FEQA: A Question Answering Evaluation Framework for Faithfulness Assessment in Abstractive Summarization

Repositories#

https://github.com/esdurmus/feqa

Available Models#

FEQA

Description: A document-based faithfulness evaluation metric
Name: durmus2020-feqa

Usage:

from repro.models.durmus2020 import FEQA
model = FEQA()
inputs = [
    {"candidate": "The candidate text", "sources": ["The source"]}
]
macro, micro = model.predict_batch(inputs)

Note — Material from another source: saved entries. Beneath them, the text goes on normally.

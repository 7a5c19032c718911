use std::collections::{HashMap, HashSet, VecDeque};
use std::sync::Arc;

use roiflow_core::{ConfigurationError, Metadata, Roi, Value};
use serde::Serialize;
use slab::Slab;

use crate::dirty::DirtySet;
use crate::error::GraphError;
use crate::ids::{OperatorId, SlotId};
use crate::operator::{InputSpec, Operator, OutputSpec};
use crate::slot::OutputSlot;

pub(crate) type DirtyListener = Arc<dyn Fn(&OutputSlot, &Roi) + Send + Sync>;
pub(crate) type MetaListener = Arc<dyn Fn(&OutputSlot) + Send + Sync>;

/// Where an input gets its data from.
#[derive(Clone)]
pub(crate) enum InputSource {
    Empty,
    Value(Value),
    Upstream(SlotId),
}

pub(crate) struct InputEntry {
    pub(crate) spec: InputSpec,
    pub(crate) source: InputSource,
}

pub(crate) struct OutputEntry {
    pub(crate) spec: OutputSpec,
    /// `None` until the operator configured successfully.
    pub(crate) meta: Option<Metadata>,
    pub(crate) value: Option<Value>,
    /// Downstream input slots fed by this output.
    pub(crate) consumers: Vec<SlotId>,
    pub(crate) dirty: DirtySet,
    pub(crate) dirty_listeners: Vec<(u64, DirtyListener)>,
    pub(crate) meta_listeners: Vec<(u64, MetaListener)>,
}

pub(crate) enum SlotKind {
    Input(InputEntry),
    Output(OutputEntry),
}

pub(crate) struct SlotEntry {
    generation: u64,
    pub(crate) operator: OperatorId,
    pub(crate) index: usize,
    pub(crate) kind: SlotKind,
}

impl SlotEntry {
    pub(crate) fn name(&self) -> &str {
        match &self.kind {
            SlotKind::Input(i) => &i.spec.name,
            SlotKind::Output(o) => &o.spec.name,
        }
    }
}

pub(crate) struct OperatorEntry {
    generation: u64,
    pub(crate) op: Arc<dyn Operator>,
    pub(crate) name: String,
    pub(crate) inputs: Vec<SlotId>,
    pub(crate) outputs: Vec<SlotId>,
    /// Last configure succeeded with every required input ready.
    pub(crate) configured: bool,
    pub(crate) error: Option<ConfigurationError>,
}

#[derive(Debug, Clone, Serialize)]
pub struct GraphStats {
    pub operator_count: usize,
    pub slot_count: usize,
    pub connection_count: usize,
    pub operators_by_name: HashMap<String, usize>,
    /// Outputs with no metadata (unconfigured or failed).
    pub unready_outputs: usize,
    /// Outputs holding at least one stale region.
    pub dirty_outputs: usize,
}

/// Arena of operators and slots plus the connections between them.
pub(crate) struct GraphStore {
    operators: Slab<OperatorEntry>,
    slots: Slab<SlotEntry>,
    next_generation: u64,
}

impl GraphStore {
    pub(crate) fn new() -> Self {
        Self {
            operators: Slab::new(),
            slots: Slab::new(),
            next_generation: 1,
        }
    }

    fn generation(&mut self) -> u64 {
        let g = self.next_generation;
        self.next_generation += 1;
        g
    }

    // ── Lookup ────────────────────────────────────────────────

    pub(crate) fn operator(&self, id: OperatorId) -> Result<&OperatorEntry, GraphError> {
        self.operators
            .get(id.index)
            .filter(|e| e.generation == id.generation)
            .ok_or_else(|| GraphError::StaleHandle(id.to_string()))
    }

    pub(crate) fn operator_mut(&mut self, id: OperatorId) -> Result<&mut OperatorEntry, GraphError> {
        self.operators
            .get_mut(id.index)
            .filter(|e| e.generation == id.generation)
            .ok_or_else(|| GraphError::StaleHandle(id.to_string()))
    }

    pub(crate) fn slot(&self, id: SlotId) -> Result<&SlotEntry, GraphError> {
        self.slots
            .get(id.index)
            .filter(|e| e.generation == id.generation)
            .ok_or_else(|| GraphError::StaleHandle(id.to_string()))
    }

    fn slot_mut(&mut self, id: SlotId) -> Result<&mut SlotEntry, GraphError> {
        self.slots
            .get_mut(id.index)
            .filter(|e| e.generation == id.generation)
            .ok_or_else(|| GraphError::StaleHandle(id.to_string()))
    }

    pub(crate) fn input(&self, id: SlotId) -> Result<&InputEntry, GraphError> {
        match &self.slot(id)?.kind {
            SlotKind::Input(i) => Ok(i),
            SlotKind::Output(_) => Err(GraphError::StaleHandle(format!("{id} is not an input"))),
        }
    }

    pub(crate) fn input_mut(&mut self, id: SlotId) -> Result<&mut InputEntry, GraphError> {
        match &mut self.slot_mut(id)?.kind {
            SlotKind::Input(i) => Ok(i),
            SlotKind::Output(_) => Err(GraphError::StaleHandle(format!("{id} is not an input"))),
        }
    }

    pub(crate) fn output(&self, id: SlotId) -> Result<&OutputEntry, GraphError> {
        match &self.slot(id)?.kind {
            SlotKind::Output(o) => Ok(o),
            SlotKind::Input(_) => Err(GraphError::StaleHandle(format!("{id} is not an output"))),
        }
    }

    pub(crate) fn output_mut(&mut self, id: SlotId) -> Result<&mut OutputEntry, GraphError> {
        match &mut self.slot_mut(id)?.kind {
            SlotKind::Output(o) => Ok(o),
            SlotKind::Input(_) => Err(GraphError::StaleHandle(format!("{id} is not an output"))),
        }
    }

    /// `Operator.Slot`, for messages.
    pub(crate) fn label(&self, id: SlotId) -> String {
        match self.slot(id) {
            Ok(slot) => match self.operator(slot.operator) {
                Ok(op) => format!("{}.{}", op.name, slot.name()),
                Err(_) => slot.name().to_string(),
            },
            Err(_) => id.to_string(),
        }
    }

    pub(crate) fn operator_ids(&self) -> Vec<OperatorId> {
        self.operators
            .iter()
            .map(|(index, e)| OperatorId {
                index,
                generation: e.generation,
            })
            .collect()
    }

    // ── Insertion & removal ───────────────────────────────────

    pub(crate) fn insert_operator(&mut self, op: Arc<dyn Operator>) -> OperatorId {
        let generation = self.generation();
        let index = self.operators.vacant_key();
        let id = OperatorId { index, generation };

        let mut inputs = Vec::new();
        for (i, spec) in op.inputs().into_iter().enumerate() {
            let source = match &spec.default {
                Some(v) => InputSource::Value(v.clone()),
                None => InputSource::Empty,
            };
            let generation = self.generation();
            let index = self.slots.insert(SlotEntry {
                generation,
                operator: id,
                index: i,
                kind: SlotKind::Input(InputEntry { spec, source }),
            });
            inputs.push(SlotId { index, generation });
        }

        let mut outputs = Vec::new();
        for (i, spec) in op.outputs().into_iter().enumerate() {
            let generation = self.generation();
            let index = self.slots.insert(SlotEntry {
                generation,
                operator: id,
                index: i,
                kind: SlotKind::Output(OutputEntry {
                    spec,
                    meta: None,
                    value: None,
                    consumers: Vec::new(),
                    dirty: DirtySet::new(),
                    dirty_listeners: Vec::new(),
                    meta_listeners: Vec::new(),
                }),
            });
            outputs.push(SlotId { index, generation });
        }

        let name = op.name().to_string();
        let inserted = self.operators.insert(OperatorEntry {
            generation,
            op,
            name,
            inputs,
            outputs,
            configured: false,
            error: None,
        });
        debug_assert_eq!(inserted, index);
        id
    }

    /// Point `input` back at its default (or nothing), detaching it from any
    /// upstream output.
    pub(crate) fn reset_input(&mut self, input: SlotId) -> Result<(), GraphError> {
        let entry = self.input_mut(input)?;
        let previous = std::mem::replace(
            &mut entry.source,
            match &entry.spec.default {
                Some(v) => InputSource::Value(v.clone()),
                None => InputSource::Empty,
            },
        );
        if let InputSource::Upstream(out) = previous {
            if let Ok(o) = self.output_mut(out) {
                o.consumers.retain(|&c| c != input);
            }
        }
        Ok(())
    }

    /// Remove an operator and its slots. Returns the downstream operators
    /// whose inputs were detached.
    pub(crate) fn remove_operator(&mut self, id: OperatorId) -> Result<Vec<OperatorId>, GraphError> {
        let (inputs, outputs) = {
            let entry = self.operator(id)?;
            (entry.inputs.clone(), entry.outputs.clone())
        };

        for &input in &inputs {
            self.reset_input(input)?;
        }

        let mut affected = Vec::new();
        for &output in &outputs {
            let consumers = std::mem::take(&mut self.output_mut(output)?.consumers);
            for consumer in consumers {
                if let Ok(slot) = self.slot(consumer) {
                    affected.push(slot.operator);
                }
                self.reset_input(consumer)?;
            }
        }

        for slot in inputs.into_iter().chain(outputs) {
            self.slots.remove(slot.index);
        }
        self.operators.remove(id.index);
        affected.dedup();
        Ok(affected)
    }

    // ── Derived data ──────────────────────────────────────────

    /// Metadata an input currently sees.
    pub(crate) fn input_meta(&self, input: SlotId) -> Option<Metadata> {
        match &self.input(input).ok()?.source {
            InputSource::Empty => None,
            InputSource::Value(v) => Some(v.meta()),
            InputSource::Upstream(out) => self.output(*out).ok()?.meta.clone(),
        }
    }

    /// Literal value an input currently sees, if any.
    pub(crate) fn input_value(&self, input: SlotId) -> Option<Value> {
        match &self.input(input).ok()?.source {
            InputSource::Empty => None,
            InputSource::Value(v) => Some(v.clone()),
            InputSource::Upstream(out) => self.output(*out).ok()?.value.clone(),
        }
    }

    /// Operators fed directly by `id`'s outputs, once per connection.
    fn direct_downstream(&self, id: OperatorId) -> Vec<OperatorId> {
        let Ok(entry) = self.operator(id) else {
            return Vec::new();
        };
        entry
            .outputs
            .iter()
            .filter_map(|&o| self.output(o).ok())
            .flat_map(|o| o.consumers.iter())
            .filter_map(|&c| self.slot(c).ok().map(|s| s.operator))
            .collect()
    }

    /// Is `to` reachable from `from` along connections?
    pub(crate) fn reaches(&self, from: OperatorId, to: OperatorId) -> bool {
        let mut seen = HashSet::new();
        let mut stack = vec![from];
        while let Some(op) = stack.pop() {
            if op == to {
                return true;
            }
            if seen.insert(op) {
                stack.extend(self.direct_downstream(op));
            }
        }
        false
    }

    /// `start` and everything downstream of it, upstream operators first.
    pub(crate) fn downstream_order(&self, start: OperatorId) -> Vec<OperatorId> {
        let mut closure = HashSet::new();
        let mut stack = vec![start];
        while let Some(op) = stack.pop() {
            if closure.insert(op) {
                stack.extend(self.direct_downstream(op));
            }
        }

        let mut indegree: HashMap<OperatorId, usize> = closure.iter().map(|&o| (o, 0)).collect();
        for &op in &closure {
            for d in self.direct_downstream(op) {
                if let Some(n) = indegree.get_mut(&d) {
                    *n += 1;
                }
            }
        }

        let mut order = Vec::with_capacity(closure.len());
        let mut ready: VecDeque<OperatorId> = VecDeque::from([start]);
        while let Some(op) = ready.pop_front() {
            order.push(op);
            for d in self.direct_downstream(op) {
                if let Some(n) = indegree.get_mut(&d) {
                    *n -= 1;
                    if *n == 0 {
                        ready.push_back(d);
                    }
                }
            }
        }
        order
    }

    pub(crate) fn stats(&self) -> GraphStats {
        let mut operators_by_name: HashMap<String, usize> = HashMap::new();
        for (_, op) in &self.operators {
            *operators_by_name.entry(op.name.clone()).or_default() += 1;
        }
        let mut connection_count = 0;
        let mut unready_outputs = 0;
        let mut dirty_outputs = 0;
        for (_, slot) in &self.slots {
            if let SlotKind::Output(o) = &slot.kind {
                connection_count += o.consumers.len();
                unready_outputs += usize::from(o.meta.is_none());
                dirty_outputs += usize::from(!o.dirty.is_clean());
            }
        }
        GraphStats {
            operator_count: self.operators.len(),
            slot_count: self.slots.len(),
            connection_count,
            operators_by_name,
            unready_outputs,
            dirty_outputs,
        }
    }
}
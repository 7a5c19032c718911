use thiserror::Error;

/// Raised by an operator's `configure` step (or by the graph while
/// preparing it) when input metadata is absent, inconsistent, or violates the
/// operator's constraints.
#[derive(Error, Debug, Clone, PartialEq)]
pub enum ConfigurationError {
    #[error("{operator}: input `{slot}` is not ready")]
    MissingInput { operator: String, slot: String },

    #[error("{operator}: expected rank {expected}, got {actual}")]
    RankMismatch {
        operator: String,
        expected: usize,
        actual: usize,
    },

    #[error("{operator}: resizing the `{axis}` axis is not supported")]
    UnsupportedResize { operator: String, axis: char },

    #[error("{operator}: invalid value for `{slot}`: {reason}")]
    InvalidValue {
        operator: String,
        slot: String,
        reason: String,
    },

    #[error("unsupported shape: {0}")]
    UnsupportedShape(String),

    #[error("invalid roi: {0}")]
    InvalidRoi(String),

    #[error("dtype mismatch: expected {expected}, got {actual}")]
    DTypeMismatch { expected: String, actual: String },

    #[error("{0}")]
    Other(String),
}

/// Failure inside an operator's `compute`.
#[derive(Error, Debug, Clone, PartialEq)]
#[error("{operator}: {message}")]
pub struct ComputeError {
    pub operator: String,
    pub message: String,
}

impl ComputeError {
    pub fn new(operator: impl Into<String>, message: impl Into<String>) -> Self {
        Self {
            operator: operator.into(),
            message: message.into(),
        }
    }

    /// A panic captured while running a task.
    pub fn panicked(task: impl Into<String>, payload: &(dyn std::any::Any + Send)) -> Self {
        let message = if let Some(s) = payload.downcast_ref::<&str>() {
            format!("panicked: {s}")
        } else if let Some(s) = payload.downcast_ref::<String>() {
            format!("panicked: {s}")
        } else {
            "panicked".to_string()
        };
        Self::new(task, message)
    }
}

/// Errors loading the runtime configuration.
#[derive(Error, Debug)]
pub enum ConfigError {
    #[error("config I/O error: {0}")]
    Io(#[from] std::io::Error),

    #[error("config parse error: {0}")]
    Parse(#[from] toml::de::Error),

    #[error("config error: {0}")]
    Invalid(String),
}
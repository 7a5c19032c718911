use std::path::PathBuf;

use clap::Parser;

/// Demo runner for the roiflow engine.
///
/// Builds a source → resize → version-tracker pipeline over a synthetic
/// gradient image, pulls the output tile by tile in parallel, then dirties
/// part of the source and reports what went stale downstream.
#[derive(Parser, Debug)]
#[command(name = "roiflow", about = "Run a lazy resize pipeline on the roiflow scheduler")]
pub struct CliArgs {
    /// Path to a TOML config file (defaults plus environment when absent)
    #[arg(long, env = "ROIFLOW_CONFIG")]
    pub config: Option<PathBuf>,

    /// Worker threads (overrides config and ROIFLOW_WORKERS)
    #[arg(long)]
    pub workers: Option<usize>,

    /// Edge length of the square source image
    #[arg(long, default_value_t = 512)]
    pub size: usize,

    /// Downscale factor applied to both axes
    #[arg(long, default_value_t = 2)]
    pub scale: usize,

    /// Edge length of the requested output tiles
    #[arg(long, default_value_t = 64)]
    pub tile: usize,
}
//! Public handles to operators and their slots.
//!
//! Handles are cheap to clone and stay valid only while their operator is in
//! the graph; after removal every call reports [`GraphError::StaleHandle`].

use std::fmt;
use std::sync::Arc;

use roiflow_core::{Buffer, ConfigurationError, Metadata, Roi, Value};
use roiflow_request::{Request, RequestError};

use crate::error::GraphError;
use crate::graph::Graph;
use crate::ids::{OperatorId, SlotId};
use crate::store::InputSource;

/// An operator inside a [`Graph`].
#[derive(Clone)]
pub struct OperatorHandle {
    graph: Graph,
    id: OperatorId,
}

impl OperatorHandle {
    pub(crate) fn new(graph: Graph, id: OperatorId) -> Self {
        Self { graph, id }
    }

    pub fn id(&self) -> OperatorId {
        self.id
    }

    pub fn graph(&self) -> &Graph {
        &self.graph
    }

    pub fn name(&self) -> Result<String, GraphError> {
        Ok(self.graph.read().operator(self.id)?.name.clone())
    }

    fn find(&self, name: &str, inputs: bool) -> Result<SlotId, GraphError> {
        let store = self.graph.read();
        let entry = store.operator(self.id)?;
        let slots = if inputs { &entry.inputs } else { &entry.outputs };
        slots
            .iter()
            .copied()
            .find(|&s| store.slot(s).is_ok_and(|s| s.name() == name))
            .ok_or_else(|| GraphError::UnknownSlot {
                operator: entry.name.clone(),
                slot: name.to_string(),
            })
    }

    fn nth(&self, index: usize, inputs: bool) -> Result<SlotId, GraphError> {
        let store = self.graph.read();
        let entry = store.operator(self.id)?;
        let slots = if inputs { &entry.inputs } else { &entry.outputs };
        slots.get(index).copied().ok_or_else(|| GraphError::UnknownSlot {
            operator: entry.name.clone(),
            slot: format!("#{index}"),
        })
    }

    pub fn input(&self, name: &str) -> Result<InputSlot, GraphError> {
        Ok(InputSlot::new(self.graph.clone(), self.find(name, true)?))
    }

    pub fn output(&self, name: &str) -> Result<OutputSlot, GraphError> {
        Ok(OutputSlot::new(self.graph.clone(), self.find(name, false)?))
    }

    pub fn input_at(&self, index: usize) -> Result<InputSlot, GraphError> {
        Ok(InputSlot::new(self.graph.clone(), self.nth(index, true)?))
    }

    pub fn output_at(&self, index: usize) -> Result<OutputSlot, GraphError> {
        Ok(OutputSlot::new(self.graph.clone(), self.nth(index, false)?))
    }

    /// Error from the operator's last configure, if it failed.
    pub fn configuration_error(&self) -> Option<ConfigurationError> {
        self.graph.read().operator(self.id).ok()?.error.clone()
    }

    pub fn is_configured(&self) -> bool {
        self.graph.read().operator(self.id).is_ok_and(|e| e.configured)
    }

    pub fn is_alive(&self) -> bool {
        self.graph.read().operator(self.id).is_ok()
    }

    /// Remove the operator. Consumers of its outputs fall back to their
    /// defaults and are reconfigured.
    pub fn remove(&self) -> Result<(), GraphError> {
        self.graph.remove_operator(self.id)
    }
}

impl fmt::Debug for OperatorHandle {
    fn fmt(&self, f: &mut fmt::Formatter<'_>) -> fmt::Result {
        f.debug_struct("OperatorHandle")
            .field("id", &self.id)
            .field("name", &self.name().ok())
            .finish()
    }
}

/// An input slot.
#[derive(Clone)]
pub struct InputSlot {
    graph: Graph,
    id: SlotId,
}

impl InputSlot {
    pub(crate) fn new(graph: Graph, id: SlotId) -> Self {
        Self { graph, id }
    }

    pub fn id(&self) -> SlotId {
        self.id
    }

    pub fn name(&self) -> Result<String, GraphError> {
        Ok(self.graph.read().slot(self.id)?.name().to_string())
    }

    /// Feed this input from `output`.
    pub fn connect(&self, output: &OutputSlot) -> Result<(), GraphError> {
        self.graph.connect(self.id, output.id)
    }

    /// Detach from the upstream output; the input falls back to its default.
    pub fn disconnect(&self) -> Result<(), GraphError> {
        self.graph.disconnect(self.id)
    }

    /// Hold a literal value, detaching from any upstream output. Setting the
    /// value the input already holds does nothing.
    pub fn set_value(&self, value: impl Into<Value>) -> Result<(), GraphError> {
        self.graph.set_value(self.id, value.into())
    }

    /// Declare `roi` of this input's data stale.
    pub fn set_dirty(&self, roi: Roi) -> Result<(), GraphError> {
        self.graph.set_input_dirty(self.id, Some(roi))
    }

    pub fn set_dirty_all(&self) -> Result<(), GraphError> {
        self.graph.set_input_dirty(self.id, None)
    }

    pub fn meta(&self) -> Option<Metadata> {
        self.graph.read().input_meta(self.id)
    }

    pub fn value(&self) -> Option<Value> {
        self.graph.read().input_value(self.id)
    }

    pub fn is_ready(&self) -> bool {
        self.meta().is_some()
    }

    pub fn is_connected(&self) -> bool {
        self.graph
            .read()
            .input(self.id)
            .is_ok_and(|i| matches!(i.source, InputSource::Upstream(_)))
    }

    /// The output feeding this input, if connected.
    pub fn upstream(&self) -> Option<OutputSlot> {
        match self.graph.read().input(self.id).ok()?.source {
            InputSource::Upstream(out) => Some(OutputSlot::new(self.graph.clone(), out)),
            _ => None,
        }
    }

    /// Request `roi` of this input's data.
    pub fn get(&self, roi: Roi) -> Request<Buffer> {
        self.graph.request_input(self.id, roi, None)
    }
}

impl fmt::Debug for InputSlot {
    fn fmt(&self, f: &mut fmt::Formatter<'_>) -> fmt::Result {
        write!(f, "InputSlot({})", self.graph.read().label(self.id))
    }
}

/// An output slot.
#[derive(Clone)]
pub struct OutputSlot {
    graph: Graph,
    id: SlotId,
}

impl OutputSlot {
    pub(crate) fn new(graph: Graph, id: SlotId) -> Self {
        Self { graph, id }
    }

    pub fn id(&self) -> SlotId {
        self.id
    }

    pub fn name(&self) -> Result<String, GraphError> {
        Ok(self.graph.read().slot(self.id)?.name().to_string())
    }

    /// `Operator.Slot`.
    pub fn label(&self) -> String {
        self.graph.read().label(self.id)
    }

    pub fn meta(&self) -> Option<Metadata> {
        self.graph.read().output(self.id).ok()?.meta.clone()
    }

    pub fn is_ready(&self) -> bool {
        self.meta().is_some()
    }

    /// Literal value of a value-type output.
    pub fn value(&self) -> Option<Value> {
        self.graph.read().output(self.id).ok()?.value.clone()
    }

    /// Request `roi` of this output. Nothing runs until the request is
    /// submitted, waited on, or awaited.
    pub fn get(&self, roi: Roi) -> Request<Buffer> {
        self.graph.request_output(self.id, roi, None)
    }

    /// Compute `roi` and copy it into `dest`, which must have the region's
    /// shape and this output's dtype. On failure `dest` is left untouched.
    pub fn get_into(&self, roi: Roi, dest: &mut Buffer) -> Result<(), RequestError> {
        if dest.shape() != roi.shape().as_slice() {
            return Err(RequestError::InvalidRoi(format!(
                "destination shape {:?} does not match region {roi}",
                dest.shape()
            )));
        }
        let data = self.get(roi).wait()?;
        dest.write_region(&Roi::full(data.shape()), &data)?;
        Ok(())
    }

    /// Call `listener` with each region of this output that becomes stale.
    /// Returns an id for [`unsubscribe`](Self::unsubscribe).
    pub fn subscribe_dirty<F>(&self, listener: F) -> Result<u64, GraphError>
    where
        F: Fn(&OutputSlot, &Roi) + Send + Sync + 'static,
    {
        self.graph.subscribe_dirty(self.id, Arc::new(listener))
    }

    /// Call `listener` whenever this output's metadata changes, including
    /// when it stops being ready.
    pub fn subscribe_meta_changed<F>(&self, listener: F) -> Result<u64, GraphError>
    where
        F: Fn(&OutputSlot) + Send + Sync + 'static,
    {
        self.graph.subscribe_meta(self.id, Arc::new(listener))
    }

    pub fn unsubscribe(&self, listener: u64) -> Result<bool, GraphError> {
        self.graph.unsubscribe(self.id, listener)
    }

    /// Stale regions accumulated since the last configure.
    pub fn dirty_regions(&self) -> Vec<Roi> {
        self.graph
            .read()
            .output(self.id)
            .map(|o| o.dirty.regions().to_vec())
            .unwrap_or_default()
    }

    /// Return and clear the stale regions.
    pub fn take_dirty_regions(&self) -> Result<Vec<Roi>, GraphError> {
        self.graph.take_dirty(self.id)
    }

    /// Declare `roi` of this output stale, notifying listeners and
    /// consumers.
    pub fn set_dirty(&self, roi: Roi) -> Result<(), GraphError> {
        self.graph.set_output_dirty(self.id, Some(roi))
    }

    pub fn set_dirty_all(&self) -> Result<(), GraphError> {
        self.graph.set_output_dirty(self.id, None)
    }

    /// The operator owning this slot.
    pub fn operator(&self) -> Result<OperatorHandle, GraphError> {
        let operator = self.graph.read().slot(self.id)?.operator;
        Ok(OperatorHandle::new(self.graph.clone(), operator))
    }
}

impl fmt::Debug for OutputSlot {
    fn fmt(&self, f: &mut fmt::Formatter<'_>) -> fmt::Result {
        write!(f, "OutputSlot({})", self.label())
    }
}
//! The operator contract.
//!
//! An operator declares its slots once, publishes output metadata in
//! [`Operator::configure`], fills requested output regions in
//! [`Operator::compute`], and maps stale input regions to stale output regions
//! in [`Operator::notify_dirty`]. Slots are addressed by their index in the
//! declared lists.

use async_trait::async_trait;
use roiflow_core::{Buffer, ConfigurationError, Roi, Value};
use roiflow_request::RequestError;

use crate::context::{ComputeContext, ConfigureContext, DirtyContext};

/// What a slot carries.
#[derive(Debug, Clone, Copy, PartialEq, Eq)]
pub enum SlotType {
    /// Array data, computed region by region.
    Array,
    /// A single literal value, published whole.
    Value,
}

/// Declaration of an input slot.
#[derive(Debug, Clone, PartialEq)]
pub struct InputSpec {
    pub name: String,
    pub slot_type: SlotType,
    /// Value the slot holds until it is set or connected.
    pub default: Option<Value>,
    /// An optional input does not hold back configuration.
    pub optional: bool,
}

impl InputSpec {
    pub fn array(name: impl Into<String>) -> Self {
        Self {
            name: name.into(),
            slot_type: SlotType::Array,
            default: None,
            optional: false,
        }
    }

    pub fn value(name: impl Into<String>) -> Self {
        Self {
            slot_type: SlotType::Value,
            ..Self::array(name)
        }
    }

    pub fn with_default(mut self, value: impl Into<Value>) -> Self {
        self.default = Some(value.into());
        self
    }

    pub fn optional(mut self) -> Self {
        self.optional = true;
        self
    }
}

/// Declaration of an output slot.
#[derive(Debug, Clone, PartialEq)]
pub struct OutputSpec {
    pub name: String,
    pub slot_type: SlotType,
}

impl OutputSpec {
    pub fn array(name: impl Into<String>) -> Self {
        Self {
            name: name.into(),
            slot_type: SlotType::Array,
        }
    }

    pub fn value(name: impl Into<String>) -> Self {
        Self {
            name: name.into(),
            slot_type: SlotType::Value,
        }
    }
}

/// A node of the dataflow graph.
///
/// `configure` and `notify_dirty` run synchronously on the thread editing the
/// graph and must not block. `compute` runs on the scheduler and may be
/// called concurrently for different regions.
#[async_trait]
pub trait Operator: Send + Sync + 'static {
    fn name(&self) -> &str;

    fn inputs(&self) -> Vec<InputSpec>;

    fn outputs(&self) -> Vec<OutputSpec>;

    /// Derive output metadata (and value outputs) from the inputs. Called
    /// only once every required input is ready; must be deterministic.
    fn configure(&self, cx: &mut ConfigureContext) -> Result<(), ConfigurationError>;

    /// Fill `dest`, whose shape is `roi`'s, with output `output` over `roi`.
    async fn compute(
        &self,
        cx: &ComputeContext,
        output: usize,
        roi: &Roi,
        dest: &mut Buffer,
    ) -> Result<(), RequestError> {
        let _ = (cx, roi, dest);
        Err(RequestError::compute(
            self.name(),
            format!("output {output} cannot be computed"),
        ))
    }

    /// Input `input` went stale over `roi`; report every output region that
    /// depends on it. The default marks all outputs dirty in full.
    fn notify_dirty(&self, cx: &mut DirtyContext, input: usize, roi: &Roi) {
        let _ = (input, roi);
        for output in 0..cx.output_count() {
            cx.set_output_dirty_all(output);
        }
    }
}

The output macro is the FEQA score averaged over the inputs. micro is the invidiaul FEQA scores per input.

Implementation Notes#

FEQA only supports single source documents, so the length of sources must be 1
The example shows that en_core_web_sm==2.1.0. However, when we ran the code with that version, we encountered the following error:

ValueError: [E167] Unknown morphological feature: ‘ConjType’ (9141427322507498425). This can happen if the tagger was trained with a different set of morphological features. If you’re using a pretrained model, make sure that your models are up to date

We instead use en_core_web_sm==2.3.1, which did not cause this error.
We are unable to test this implementation on a GPU because the process consumes more than 12gb of memory. The error comes during the question-answering step when the SQuAD model is called.

Docker Information#

Image name: durmus2020
Build command:
```
repro setup durmus2020 [--silent]
```
Requires network: No

Testing#

repro setup durmus2020 
pytest models/durmus2020/tests

Status#

[x] Regression unit tests pass
We were unable to run tests on the MultiLing2011 data that we have used to regression testing other metrics because the process runs out of memory on the GPU (ours is 12gb) and the CPU version is too slow. However, we do run a test on some toy examples.
[x] Correctness unit tests pass
See here. The example input and output ran successfully when we used en_core_web_sm==2.1.0, but after we changed to en_core_web_sm==2.3.1, one of the examples changed its score slightly. However, it is close enough that we consider it to be ok especially since it was correct with the original Spacy model.
[ ] Model runs on full test dataset
Not tested
[ ] Predictions approximately replicate results reported in the paper
Not tested
[ ] Predictions exactly replicate results reported in the paper
Not tested